§ INPUT MATERIAL:
== Segment start ==

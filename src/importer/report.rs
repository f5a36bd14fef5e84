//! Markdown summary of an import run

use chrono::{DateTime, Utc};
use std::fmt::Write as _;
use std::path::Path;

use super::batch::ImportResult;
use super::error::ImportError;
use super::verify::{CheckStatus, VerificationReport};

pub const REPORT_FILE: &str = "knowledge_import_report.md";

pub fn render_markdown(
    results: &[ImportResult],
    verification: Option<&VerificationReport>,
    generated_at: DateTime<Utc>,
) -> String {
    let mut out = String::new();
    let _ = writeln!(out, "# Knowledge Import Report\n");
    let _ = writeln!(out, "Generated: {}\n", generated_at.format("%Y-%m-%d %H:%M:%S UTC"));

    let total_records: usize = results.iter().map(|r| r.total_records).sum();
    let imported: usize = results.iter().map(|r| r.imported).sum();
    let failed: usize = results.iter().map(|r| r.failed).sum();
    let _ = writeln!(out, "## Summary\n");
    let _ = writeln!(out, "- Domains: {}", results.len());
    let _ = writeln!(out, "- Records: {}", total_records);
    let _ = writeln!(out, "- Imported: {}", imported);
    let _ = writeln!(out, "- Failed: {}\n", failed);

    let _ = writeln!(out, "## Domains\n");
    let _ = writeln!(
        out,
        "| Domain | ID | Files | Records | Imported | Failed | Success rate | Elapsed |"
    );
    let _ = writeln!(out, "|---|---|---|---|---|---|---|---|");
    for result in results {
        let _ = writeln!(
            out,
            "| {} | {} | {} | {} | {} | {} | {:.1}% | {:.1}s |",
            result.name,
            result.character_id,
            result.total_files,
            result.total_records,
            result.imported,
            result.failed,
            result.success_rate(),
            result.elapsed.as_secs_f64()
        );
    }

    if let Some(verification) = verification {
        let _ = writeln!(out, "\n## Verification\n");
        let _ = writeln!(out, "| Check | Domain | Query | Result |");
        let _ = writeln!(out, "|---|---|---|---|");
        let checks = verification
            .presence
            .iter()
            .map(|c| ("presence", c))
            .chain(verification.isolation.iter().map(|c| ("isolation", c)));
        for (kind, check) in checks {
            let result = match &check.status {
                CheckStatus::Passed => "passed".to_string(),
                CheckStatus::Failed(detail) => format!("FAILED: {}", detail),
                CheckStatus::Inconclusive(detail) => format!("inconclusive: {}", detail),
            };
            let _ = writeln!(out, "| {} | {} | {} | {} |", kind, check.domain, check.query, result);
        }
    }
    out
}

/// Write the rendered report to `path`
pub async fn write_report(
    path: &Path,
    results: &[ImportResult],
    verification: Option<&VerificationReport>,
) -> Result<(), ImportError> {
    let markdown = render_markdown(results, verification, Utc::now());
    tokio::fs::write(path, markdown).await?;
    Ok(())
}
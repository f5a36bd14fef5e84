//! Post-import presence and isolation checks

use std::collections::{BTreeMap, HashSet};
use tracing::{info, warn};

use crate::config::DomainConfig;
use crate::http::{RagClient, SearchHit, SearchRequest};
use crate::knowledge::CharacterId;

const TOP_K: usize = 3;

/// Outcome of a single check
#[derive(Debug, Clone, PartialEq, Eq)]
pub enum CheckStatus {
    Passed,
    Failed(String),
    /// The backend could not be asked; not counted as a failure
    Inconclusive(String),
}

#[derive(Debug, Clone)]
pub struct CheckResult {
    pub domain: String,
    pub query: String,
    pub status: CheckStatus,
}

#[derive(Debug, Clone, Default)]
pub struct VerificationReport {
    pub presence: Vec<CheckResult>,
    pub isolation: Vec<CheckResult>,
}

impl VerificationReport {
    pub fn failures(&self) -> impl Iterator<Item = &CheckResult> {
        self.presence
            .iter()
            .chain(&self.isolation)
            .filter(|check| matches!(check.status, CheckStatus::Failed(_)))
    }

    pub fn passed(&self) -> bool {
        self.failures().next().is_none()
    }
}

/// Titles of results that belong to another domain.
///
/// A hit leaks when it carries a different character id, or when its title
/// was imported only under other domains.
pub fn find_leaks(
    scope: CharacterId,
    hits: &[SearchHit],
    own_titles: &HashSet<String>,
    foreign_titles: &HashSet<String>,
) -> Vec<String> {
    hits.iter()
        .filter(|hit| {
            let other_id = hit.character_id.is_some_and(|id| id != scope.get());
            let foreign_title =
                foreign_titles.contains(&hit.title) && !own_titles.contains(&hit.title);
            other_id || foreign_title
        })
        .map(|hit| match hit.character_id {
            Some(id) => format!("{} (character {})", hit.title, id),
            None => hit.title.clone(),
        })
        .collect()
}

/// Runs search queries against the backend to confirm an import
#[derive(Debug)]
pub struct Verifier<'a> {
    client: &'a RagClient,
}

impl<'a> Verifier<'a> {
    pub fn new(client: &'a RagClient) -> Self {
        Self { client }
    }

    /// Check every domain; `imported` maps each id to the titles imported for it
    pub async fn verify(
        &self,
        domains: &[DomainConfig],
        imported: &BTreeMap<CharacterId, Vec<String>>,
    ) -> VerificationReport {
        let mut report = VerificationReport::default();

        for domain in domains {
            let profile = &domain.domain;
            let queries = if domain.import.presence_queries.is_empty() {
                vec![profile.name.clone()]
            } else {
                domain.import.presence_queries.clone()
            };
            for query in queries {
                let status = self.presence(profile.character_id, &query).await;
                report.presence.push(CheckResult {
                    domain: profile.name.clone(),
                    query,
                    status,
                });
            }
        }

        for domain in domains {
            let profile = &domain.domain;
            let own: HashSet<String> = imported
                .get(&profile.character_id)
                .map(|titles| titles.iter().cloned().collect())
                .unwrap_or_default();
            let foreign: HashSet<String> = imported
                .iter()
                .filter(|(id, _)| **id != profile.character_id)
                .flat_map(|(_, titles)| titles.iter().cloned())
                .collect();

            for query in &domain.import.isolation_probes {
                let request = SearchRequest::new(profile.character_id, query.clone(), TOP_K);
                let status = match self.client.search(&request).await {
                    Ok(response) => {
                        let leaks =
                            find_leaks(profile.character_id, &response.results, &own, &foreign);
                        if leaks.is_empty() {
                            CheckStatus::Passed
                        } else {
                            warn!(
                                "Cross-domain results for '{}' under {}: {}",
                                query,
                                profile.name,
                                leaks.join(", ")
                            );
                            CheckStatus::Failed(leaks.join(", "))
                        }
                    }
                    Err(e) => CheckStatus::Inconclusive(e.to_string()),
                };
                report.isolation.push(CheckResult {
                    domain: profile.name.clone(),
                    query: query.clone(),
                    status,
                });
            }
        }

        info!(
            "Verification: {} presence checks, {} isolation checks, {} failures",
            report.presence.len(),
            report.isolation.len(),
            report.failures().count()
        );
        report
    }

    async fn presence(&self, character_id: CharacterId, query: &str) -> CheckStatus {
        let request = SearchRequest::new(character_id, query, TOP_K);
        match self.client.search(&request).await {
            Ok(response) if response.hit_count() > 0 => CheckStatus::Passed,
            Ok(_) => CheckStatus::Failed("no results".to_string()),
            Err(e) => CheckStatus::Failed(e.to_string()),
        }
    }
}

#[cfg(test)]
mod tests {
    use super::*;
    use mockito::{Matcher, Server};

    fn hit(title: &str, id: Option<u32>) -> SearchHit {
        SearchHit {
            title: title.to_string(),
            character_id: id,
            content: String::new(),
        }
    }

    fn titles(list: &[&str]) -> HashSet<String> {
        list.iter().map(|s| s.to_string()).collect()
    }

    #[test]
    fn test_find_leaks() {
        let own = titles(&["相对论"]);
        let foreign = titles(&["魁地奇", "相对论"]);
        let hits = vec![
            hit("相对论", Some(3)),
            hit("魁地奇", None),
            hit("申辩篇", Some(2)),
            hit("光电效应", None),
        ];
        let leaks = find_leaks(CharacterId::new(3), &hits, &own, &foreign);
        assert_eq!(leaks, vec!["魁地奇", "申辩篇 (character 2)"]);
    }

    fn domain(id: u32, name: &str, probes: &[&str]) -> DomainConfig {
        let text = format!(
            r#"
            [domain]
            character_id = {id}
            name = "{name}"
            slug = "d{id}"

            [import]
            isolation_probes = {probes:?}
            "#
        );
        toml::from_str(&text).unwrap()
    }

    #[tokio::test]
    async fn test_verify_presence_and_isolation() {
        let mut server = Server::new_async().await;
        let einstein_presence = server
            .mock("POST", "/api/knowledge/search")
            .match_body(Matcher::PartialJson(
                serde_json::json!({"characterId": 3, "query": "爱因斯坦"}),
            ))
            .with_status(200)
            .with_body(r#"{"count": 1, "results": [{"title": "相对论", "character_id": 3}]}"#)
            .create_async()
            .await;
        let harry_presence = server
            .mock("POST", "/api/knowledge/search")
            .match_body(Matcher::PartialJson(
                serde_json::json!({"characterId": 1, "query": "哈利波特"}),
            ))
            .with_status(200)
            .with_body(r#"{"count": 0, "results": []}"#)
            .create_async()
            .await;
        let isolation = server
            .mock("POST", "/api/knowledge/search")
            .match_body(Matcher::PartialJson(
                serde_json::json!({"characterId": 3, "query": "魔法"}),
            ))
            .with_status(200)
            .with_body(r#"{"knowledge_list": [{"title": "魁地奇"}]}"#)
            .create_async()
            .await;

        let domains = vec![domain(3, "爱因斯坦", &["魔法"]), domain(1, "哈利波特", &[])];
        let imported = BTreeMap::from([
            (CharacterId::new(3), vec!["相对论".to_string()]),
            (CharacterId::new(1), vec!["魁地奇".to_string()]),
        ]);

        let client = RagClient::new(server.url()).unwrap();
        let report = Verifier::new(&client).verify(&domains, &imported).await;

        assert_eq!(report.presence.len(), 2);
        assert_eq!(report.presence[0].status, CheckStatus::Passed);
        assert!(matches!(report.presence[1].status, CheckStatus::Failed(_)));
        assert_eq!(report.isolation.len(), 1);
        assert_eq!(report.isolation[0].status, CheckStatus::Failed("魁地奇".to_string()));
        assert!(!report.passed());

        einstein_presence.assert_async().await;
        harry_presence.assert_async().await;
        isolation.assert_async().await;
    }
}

== Segment end ==
== Segment start ==

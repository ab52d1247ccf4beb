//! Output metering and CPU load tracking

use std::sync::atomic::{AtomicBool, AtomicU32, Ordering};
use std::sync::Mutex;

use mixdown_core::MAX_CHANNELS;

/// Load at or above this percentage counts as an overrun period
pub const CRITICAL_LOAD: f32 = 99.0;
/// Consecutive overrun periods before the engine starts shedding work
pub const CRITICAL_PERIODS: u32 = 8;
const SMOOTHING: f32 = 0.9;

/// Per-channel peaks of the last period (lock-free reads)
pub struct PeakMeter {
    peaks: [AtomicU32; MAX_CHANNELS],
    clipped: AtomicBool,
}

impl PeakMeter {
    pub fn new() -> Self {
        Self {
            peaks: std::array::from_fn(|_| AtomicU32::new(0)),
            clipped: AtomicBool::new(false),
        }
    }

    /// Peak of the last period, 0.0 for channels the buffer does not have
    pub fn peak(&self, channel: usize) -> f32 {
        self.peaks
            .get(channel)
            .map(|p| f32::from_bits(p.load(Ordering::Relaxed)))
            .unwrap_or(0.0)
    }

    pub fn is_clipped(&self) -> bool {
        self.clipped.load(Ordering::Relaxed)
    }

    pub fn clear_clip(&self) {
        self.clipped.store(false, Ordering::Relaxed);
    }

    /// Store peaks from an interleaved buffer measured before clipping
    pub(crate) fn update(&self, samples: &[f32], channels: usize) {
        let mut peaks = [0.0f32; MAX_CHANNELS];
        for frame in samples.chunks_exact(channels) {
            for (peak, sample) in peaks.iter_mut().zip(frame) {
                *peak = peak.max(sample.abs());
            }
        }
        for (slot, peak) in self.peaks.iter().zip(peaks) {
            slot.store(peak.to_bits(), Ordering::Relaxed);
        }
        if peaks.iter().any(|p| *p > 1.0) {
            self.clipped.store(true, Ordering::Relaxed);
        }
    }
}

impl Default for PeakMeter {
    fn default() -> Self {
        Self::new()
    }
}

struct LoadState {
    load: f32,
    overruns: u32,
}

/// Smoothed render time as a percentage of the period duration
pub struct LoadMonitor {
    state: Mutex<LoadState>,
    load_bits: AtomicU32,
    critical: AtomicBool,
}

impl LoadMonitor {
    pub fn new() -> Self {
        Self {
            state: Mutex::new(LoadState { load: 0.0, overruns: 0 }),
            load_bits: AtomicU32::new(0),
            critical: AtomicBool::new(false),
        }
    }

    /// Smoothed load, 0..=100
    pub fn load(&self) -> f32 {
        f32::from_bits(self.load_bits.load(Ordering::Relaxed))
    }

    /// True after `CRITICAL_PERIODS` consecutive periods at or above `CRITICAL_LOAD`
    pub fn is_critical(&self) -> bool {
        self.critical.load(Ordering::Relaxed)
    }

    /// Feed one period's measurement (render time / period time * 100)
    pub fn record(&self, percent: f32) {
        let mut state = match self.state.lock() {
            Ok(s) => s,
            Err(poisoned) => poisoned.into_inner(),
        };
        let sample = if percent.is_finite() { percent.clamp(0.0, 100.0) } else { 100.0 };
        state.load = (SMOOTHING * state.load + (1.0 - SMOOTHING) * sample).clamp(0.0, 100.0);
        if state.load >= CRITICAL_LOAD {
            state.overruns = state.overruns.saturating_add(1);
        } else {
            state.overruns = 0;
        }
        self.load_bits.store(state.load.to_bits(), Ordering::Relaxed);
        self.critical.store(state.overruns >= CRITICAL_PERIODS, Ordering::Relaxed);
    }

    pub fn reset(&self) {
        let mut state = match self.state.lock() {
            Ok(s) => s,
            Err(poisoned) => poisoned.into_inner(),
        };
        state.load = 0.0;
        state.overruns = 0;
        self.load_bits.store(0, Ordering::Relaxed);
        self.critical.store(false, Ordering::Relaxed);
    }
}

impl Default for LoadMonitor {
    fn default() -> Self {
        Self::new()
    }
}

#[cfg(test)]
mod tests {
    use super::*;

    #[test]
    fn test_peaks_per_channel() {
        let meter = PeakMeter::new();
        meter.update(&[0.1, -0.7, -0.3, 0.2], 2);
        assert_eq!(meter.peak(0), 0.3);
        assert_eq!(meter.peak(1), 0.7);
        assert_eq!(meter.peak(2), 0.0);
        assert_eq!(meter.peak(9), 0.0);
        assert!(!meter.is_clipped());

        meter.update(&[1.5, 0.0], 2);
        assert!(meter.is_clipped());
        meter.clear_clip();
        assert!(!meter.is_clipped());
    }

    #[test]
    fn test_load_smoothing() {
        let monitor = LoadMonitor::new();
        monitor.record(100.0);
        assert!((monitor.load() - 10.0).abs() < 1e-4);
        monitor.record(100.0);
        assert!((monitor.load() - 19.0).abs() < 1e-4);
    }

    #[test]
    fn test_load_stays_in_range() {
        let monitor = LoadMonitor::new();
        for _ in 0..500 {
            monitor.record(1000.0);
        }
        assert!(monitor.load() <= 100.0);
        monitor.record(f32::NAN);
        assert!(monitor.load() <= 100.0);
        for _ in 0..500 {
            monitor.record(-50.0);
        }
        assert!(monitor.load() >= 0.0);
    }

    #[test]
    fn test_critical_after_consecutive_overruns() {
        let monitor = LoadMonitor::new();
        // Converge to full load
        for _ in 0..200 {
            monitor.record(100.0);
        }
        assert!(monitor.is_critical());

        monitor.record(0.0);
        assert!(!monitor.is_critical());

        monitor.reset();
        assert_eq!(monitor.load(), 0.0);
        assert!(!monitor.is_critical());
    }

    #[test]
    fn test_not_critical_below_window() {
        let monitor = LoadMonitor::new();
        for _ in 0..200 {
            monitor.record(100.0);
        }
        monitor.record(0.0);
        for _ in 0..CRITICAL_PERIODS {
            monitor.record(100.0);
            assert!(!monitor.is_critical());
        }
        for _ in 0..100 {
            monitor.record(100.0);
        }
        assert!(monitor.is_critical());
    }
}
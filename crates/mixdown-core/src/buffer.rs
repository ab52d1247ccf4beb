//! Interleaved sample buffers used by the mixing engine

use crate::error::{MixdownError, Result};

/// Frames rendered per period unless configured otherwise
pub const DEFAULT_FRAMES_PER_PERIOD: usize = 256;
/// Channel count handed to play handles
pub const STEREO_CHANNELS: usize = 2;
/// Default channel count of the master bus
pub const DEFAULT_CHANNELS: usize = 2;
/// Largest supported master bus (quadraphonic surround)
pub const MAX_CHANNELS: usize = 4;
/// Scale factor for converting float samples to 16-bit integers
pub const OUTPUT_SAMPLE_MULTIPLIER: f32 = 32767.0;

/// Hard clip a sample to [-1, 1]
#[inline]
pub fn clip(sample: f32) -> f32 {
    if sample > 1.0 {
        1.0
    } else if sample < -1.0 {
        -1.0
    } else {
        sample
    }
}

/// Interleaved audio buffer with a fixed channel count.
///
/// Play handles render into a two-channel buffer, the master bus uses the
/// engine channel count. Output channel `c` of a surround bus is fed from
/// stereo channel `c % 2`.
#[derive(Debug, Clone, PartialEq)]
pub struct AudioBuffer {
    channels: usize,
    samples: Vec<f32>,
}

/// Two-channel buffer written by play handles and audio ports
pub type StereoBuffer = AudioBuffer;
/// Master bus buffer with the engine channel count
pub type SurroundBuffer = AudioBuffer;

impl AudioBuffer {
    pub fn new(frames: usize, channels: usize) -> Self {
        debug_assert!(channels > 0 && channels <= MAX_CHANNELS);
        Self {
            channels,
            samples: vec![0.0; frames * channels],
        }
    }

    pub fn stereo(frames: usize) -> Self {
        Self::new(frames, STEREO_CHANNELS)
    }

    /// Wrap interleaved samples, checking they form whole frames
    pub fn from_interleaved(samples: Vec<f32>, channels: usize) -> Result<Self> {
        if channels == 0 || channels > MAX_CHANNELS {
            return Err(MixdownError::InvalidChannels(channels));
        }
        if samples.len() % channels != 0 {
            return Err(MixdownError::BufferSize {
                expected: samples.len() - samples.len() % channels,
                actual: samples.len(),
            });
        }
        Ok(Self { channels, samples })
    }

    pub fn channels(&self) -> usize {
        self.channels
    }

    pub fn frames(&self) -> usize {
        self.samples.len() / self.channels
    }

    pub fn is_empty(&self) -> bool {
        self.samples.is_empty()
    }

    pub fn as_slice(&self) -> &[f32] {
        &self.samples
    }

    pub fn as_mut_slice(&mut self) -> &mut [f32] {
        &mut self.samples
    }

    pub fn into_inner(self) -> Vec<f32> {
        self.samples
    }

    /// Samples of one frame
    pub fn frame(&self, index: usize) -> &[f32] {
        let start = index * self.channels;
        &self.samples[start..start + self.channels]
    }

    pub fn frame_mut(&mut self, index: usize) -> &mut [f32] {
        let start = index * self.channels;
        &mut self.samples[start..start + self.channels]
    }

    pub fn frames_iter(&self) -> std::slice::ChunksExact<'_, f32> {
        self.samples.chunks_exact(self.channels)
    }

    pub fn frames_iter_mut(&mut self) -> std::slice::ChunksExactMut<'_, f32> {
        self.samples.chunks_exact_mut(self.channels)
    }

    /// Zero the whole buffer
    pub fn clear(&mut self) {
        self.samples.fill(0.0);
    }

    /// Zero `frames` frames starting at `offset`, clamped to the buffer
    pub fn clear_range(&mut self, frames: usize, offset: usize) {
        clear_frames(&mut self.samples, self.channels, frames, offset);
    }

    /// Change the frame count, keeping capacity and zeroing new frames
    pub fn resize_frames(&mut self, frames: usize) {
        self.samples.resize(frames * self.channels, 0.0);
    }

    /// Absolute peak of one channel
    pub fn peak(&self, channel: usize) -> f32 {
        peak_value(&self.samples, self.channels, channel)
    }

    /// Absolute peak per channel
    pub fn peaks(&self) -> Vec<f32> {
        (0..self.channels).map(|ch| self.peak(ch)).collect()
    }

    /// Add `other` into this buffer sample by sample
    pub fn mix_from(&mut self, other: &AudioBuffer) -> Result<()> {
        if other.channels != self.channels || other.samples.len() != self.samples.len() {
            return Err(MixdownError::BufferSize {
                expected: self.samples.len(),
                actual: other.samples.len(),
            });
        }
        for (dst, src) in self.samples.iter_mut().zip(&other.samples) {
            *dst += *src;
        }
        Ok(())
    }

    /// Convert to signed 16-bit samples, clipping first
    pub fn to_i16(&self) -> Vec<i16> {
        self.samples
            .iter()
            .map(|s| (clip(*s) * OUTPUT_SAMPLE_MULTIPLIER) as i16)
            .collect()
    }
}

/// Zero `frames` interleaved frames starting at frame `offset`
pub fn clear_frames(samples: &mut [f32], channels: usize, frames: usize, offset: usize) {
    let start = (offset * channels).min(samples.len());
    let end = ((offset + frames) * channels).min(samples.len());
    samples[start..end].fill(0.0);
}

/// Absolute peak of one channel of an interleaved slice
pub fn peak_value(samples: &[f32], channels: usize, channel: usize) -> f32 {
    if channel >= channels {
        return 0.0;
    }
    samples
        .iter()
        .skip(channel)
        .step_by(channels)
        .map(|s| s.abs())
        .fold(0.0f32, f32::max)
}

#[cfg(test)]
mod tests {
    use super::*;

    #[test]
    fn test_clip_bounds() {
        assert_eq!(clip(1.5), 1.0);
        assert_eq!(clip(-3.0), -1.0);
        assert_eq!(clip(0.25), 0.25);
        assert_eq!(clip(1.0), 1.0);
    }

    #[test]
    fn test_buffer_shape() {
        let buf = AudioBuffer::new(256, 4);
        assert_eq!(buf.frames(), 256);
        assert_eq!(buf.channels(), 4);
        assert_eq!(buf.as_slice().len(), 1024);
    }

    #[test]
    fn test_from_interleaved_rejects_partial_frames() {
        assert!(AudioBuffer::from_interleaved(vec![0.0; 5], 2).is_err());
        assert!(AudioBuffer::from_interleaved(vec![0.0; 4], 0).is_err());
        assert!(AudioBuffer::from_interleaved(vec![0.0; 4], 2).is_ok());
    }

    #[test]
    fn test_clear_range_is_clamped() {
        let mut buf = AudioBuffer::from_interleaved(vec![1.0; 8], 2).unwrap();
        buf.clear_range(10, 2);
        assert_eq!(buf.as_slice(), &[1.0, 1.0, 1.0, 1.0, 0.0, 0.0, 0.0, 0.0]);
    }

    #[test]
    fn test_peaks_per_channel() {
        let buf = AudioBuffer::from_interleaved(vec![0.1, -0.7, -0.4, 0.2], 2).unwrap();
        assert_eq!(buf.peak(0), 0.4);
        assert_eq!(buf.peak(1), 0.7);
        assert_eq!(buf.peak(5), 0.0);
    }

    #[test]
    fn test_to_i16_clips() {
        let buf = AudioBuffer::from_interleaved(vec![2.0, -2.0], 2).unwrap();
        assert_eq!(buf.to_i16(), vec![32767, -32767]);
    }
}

== Segment end ==

§ HOW TO COMPLETE THIS TASK:
Using only the data above, copy out the lines that include the word "SearchHit".

§ ANSWER TO THIS EXERCISE:
use crate::http::{RagClient, SearchHit, SearchRequest};
    hits: &[SearchHit],
    fn hit(title: &str, id: Option<u32>) -> SearchHit {
        SearchHit {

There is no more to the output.